Requirement:
Please copy out each line of the entries in which "chain" appears.

Input data:
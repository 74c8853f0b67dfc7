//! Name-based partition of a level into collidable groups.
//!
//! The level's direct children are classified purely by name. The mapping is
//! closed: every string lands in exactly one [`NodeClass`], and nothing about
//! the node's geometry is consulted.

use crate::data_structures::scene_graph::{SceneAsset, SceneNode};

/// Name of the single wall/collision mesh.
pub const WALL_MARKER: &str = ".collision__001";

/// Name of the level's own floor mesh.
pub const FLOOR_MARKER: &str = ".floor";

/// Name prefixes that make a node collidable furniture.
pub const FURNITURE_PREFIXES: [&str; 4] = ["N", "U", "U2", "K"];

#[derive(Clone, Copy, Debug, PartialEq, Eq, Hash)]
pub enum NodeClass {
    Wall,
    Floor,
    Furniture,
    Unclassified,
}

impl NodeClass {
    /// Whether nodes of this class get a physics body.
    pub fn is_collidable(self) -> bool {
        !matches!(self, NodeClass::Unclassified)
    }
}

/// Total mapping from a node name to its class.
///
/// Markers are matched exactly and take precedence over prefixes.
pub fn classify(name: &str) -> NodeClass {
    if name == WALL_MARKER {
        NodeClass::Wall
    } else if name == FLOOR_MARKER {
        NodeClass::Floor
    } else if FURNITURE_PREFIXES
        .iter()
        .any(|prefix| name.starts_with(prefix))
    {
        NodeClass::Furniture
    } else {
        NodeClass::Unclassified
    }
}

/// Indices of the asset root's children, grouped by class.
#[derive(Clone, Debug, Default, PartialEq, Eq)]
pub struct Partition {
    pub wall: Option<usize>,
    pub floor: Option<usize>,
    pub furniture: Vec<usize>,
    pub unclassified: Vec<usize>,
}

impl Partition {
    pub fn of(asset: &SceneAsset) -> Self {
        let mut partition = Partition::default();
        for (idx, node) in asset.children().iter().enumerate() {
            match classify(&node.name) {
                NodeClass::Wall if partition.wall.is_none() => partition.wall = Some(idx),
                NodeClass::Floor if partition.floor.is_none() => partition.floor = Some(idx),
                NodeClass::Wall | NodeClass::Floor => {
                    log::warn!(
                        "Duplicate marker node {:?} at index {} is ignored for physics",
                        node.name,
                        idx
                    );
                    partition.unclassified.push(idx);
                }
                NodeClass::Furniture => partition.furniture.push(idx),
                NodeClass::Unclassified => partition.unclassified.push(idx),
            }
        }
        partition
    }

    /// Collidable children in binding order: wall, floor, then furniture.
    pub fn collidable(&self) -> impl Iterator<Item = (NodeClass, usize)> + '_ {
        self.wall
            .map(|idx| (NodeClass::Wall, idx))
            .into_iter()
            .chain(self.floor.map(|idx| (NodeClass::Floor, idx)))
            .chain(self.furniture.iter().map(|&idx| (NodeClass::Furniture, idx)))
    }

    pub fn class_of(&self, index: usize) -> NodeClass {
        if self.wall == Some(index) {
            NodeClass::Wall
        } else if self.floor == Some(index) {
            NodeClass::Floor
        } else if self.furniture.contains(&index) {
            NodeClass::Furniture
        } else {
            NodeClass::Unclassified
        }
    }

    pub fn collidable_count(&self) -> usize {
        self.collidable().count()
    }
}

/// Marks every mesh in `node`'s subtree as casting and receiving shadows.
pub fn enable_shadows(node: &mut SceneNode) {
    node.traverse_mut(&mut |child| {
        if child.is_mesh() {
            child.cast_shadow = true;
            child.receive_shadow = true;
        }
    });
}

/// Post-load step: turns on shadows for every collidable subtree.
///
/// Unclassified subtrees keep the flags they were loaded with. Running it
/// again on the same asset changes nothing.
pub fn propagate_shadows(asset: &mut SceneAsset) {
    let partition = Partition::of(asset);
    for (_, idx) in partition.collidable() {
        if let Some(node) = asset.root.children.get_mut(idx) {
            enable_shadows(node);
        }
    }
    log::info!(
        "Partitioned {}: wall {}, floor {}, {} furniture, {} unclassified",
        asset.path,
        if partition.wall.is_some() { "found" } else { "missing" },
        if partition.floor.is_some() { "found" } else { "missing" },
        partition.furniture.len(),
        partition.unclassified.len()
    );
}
* * *
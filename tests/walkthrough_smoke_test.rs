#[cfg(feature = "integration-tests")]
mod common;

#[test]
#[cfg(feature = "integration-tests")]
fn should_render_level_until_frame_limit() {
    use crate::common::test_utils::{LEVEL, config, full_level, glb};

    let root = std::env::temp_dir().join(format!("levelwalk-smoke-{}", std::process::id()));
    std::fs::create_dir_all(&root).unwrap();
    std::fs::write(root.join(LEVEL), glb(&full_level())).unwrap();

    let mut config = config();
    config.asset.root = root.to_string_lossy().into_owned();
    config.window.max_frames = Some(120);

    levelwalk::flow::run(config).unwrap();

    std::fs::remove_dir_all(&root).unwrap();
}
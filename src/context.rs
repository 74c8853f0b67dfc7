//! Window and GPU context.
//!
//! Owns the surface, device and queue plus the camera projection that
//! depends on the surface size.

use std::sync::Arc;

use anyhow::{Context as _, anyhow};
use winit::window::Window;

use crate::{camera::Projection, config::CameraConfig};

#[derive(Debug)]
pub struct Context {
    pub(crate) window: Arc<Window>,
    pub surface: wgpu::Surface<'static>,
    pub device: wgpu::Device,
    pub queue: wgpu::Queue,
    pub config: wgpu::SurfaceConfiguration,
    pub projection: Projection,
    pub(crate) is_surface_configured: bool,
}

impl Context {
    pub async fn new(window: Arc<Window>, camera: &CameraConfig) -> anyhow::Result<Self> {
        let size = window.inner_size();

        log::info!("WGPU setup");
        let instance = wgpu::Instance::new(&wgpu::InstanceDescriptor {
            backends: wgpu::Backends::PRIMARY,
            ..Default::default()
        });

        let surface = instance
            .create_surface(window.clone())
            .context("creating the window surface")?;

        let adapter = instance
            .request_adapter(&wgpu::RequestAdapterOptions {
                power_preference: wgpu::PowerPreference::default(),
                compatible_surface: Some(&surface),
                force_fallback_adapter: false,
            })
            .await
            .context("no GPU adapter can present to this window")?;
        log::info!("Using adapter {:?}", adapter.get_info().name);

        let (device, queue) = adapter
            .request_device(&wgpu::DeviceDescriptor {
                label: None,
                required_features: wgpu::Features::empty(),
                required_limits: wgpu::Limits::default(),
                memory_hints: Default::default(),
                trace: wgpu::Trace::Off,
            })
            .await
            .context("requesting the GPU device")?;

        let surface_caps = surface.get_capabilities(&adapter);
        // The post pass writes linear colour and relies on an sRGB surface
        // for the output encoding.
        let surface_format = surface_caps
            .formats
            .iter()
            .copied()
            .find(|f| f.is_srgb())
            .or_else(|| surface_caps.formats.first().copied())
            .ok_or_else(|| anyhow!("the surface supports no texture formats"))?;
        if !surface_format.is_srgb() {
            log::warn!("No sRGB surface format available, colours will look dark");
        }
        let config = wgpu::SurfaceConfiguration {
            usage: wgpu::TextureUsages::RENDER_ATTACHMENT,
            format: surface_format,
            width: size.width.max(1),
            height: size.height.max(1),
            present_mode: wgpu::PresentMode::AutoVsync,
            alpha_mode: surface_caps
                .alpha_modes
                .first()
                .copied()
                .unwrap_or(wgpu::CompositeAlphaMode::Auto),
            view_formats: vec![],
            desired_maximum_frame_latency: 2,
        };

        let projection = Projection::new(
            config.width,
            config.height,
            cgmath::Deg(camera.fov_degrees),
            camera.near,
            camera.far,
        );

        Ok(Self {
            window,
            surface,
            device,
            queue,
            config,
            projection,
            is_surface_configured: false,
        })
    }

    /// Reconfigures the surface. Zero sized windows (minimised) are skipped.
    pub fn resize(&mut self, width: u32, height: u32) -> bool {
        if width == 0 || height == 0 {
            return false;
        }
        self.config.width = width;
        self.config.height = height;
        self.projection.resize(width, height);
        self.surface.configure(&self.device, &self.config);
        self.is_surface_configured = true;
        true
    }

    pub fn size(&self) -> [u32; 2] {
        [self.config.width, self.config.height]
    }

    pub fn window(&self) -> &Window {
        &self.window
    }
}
--
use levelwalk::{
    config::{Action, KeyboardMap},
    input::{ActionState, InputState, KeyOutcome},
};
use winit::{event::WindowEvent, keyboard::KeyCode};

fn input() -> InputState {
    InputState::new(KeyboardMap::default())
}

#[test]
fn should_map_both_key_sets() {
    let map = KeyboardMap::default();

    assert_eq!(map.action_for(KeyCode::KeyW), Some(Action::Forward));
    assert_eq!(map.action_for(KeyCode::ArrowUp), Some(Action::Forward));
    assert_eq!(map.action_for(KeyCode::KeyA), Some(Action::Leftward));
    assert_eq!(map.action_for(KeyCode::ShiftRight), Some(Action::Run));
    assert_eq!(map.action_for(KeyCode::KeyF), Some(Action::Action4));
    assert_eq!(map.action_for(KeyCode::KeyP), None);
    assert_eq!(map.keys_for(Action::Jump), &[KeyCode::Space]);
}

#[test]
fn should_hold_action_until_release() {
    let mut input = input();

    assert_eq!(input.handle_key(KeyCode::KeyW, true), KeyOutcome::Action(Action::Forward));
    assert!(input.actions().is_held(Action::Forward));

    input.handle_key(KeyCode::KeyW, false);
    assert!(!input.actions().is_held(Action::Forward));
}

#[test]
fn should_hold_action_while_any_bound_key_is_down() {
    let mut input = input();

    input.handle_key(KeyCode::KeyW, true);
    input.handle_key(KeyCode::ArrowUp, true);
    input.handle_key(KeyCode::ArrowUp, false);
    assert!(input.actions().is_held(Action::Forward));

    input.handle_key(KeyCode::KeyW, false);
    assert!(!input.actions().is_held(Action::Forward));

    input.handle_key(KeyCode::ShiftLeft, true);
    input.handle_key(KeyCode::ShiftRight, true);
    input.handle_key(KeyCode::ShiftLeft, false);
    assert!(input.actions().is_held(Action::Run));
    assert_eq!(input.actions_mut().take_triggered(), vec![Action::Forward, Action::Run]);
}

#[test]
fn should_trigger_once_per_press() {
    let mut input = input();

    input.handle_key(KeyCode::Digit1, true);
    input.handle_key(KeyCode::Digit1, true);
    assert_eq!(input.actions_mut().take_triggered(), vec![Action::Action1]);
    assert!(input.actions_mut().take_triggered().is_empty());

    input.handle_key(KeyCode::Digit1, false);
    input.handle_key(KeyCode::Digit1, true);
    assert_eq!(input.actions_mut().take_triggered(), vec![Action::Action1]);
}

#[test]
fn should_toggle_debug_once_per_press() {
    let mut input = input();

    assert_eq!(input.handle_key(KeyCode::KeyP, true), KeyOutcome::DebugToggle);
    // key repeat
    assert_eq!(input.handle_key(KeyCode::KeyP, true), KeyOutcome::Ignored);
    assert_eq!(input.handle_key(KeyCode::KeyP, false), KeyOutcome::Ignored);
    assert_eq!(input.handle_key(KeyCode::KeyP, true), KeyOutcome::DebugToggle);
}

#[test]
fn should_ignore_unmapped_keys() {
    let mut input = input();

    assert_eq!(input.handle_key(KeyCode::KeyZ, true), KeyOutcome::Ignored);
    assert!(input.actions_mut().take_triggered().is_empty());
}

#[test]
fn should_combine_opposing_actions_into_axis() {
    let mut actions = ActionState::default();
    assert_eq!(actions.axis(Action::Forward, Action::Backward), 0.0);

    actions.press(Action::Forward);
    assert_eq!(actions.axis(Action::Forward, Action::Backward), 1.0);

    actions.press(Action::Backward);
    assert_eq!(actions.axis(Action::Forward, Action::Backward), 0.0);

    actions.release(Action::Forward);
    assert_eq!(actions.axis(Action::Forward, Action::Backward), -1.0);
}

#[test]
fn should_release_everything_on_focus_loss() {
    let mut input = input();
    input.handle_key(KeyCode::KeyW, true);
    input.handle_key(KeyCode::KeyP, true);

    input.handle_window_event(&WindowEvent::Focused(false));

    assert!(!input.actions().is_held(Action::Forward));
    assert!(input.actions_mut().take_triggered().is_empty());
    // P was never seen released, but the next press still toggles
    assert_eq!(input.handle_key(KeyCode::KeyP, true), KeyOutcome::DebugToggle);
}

Written reply:
            .chain(self.floor.map(|idx| (NodeClass::Floor, idx)))
            .chain(self.furniture.iter().map(|&idx| (NodeClass::Furniture, idx)))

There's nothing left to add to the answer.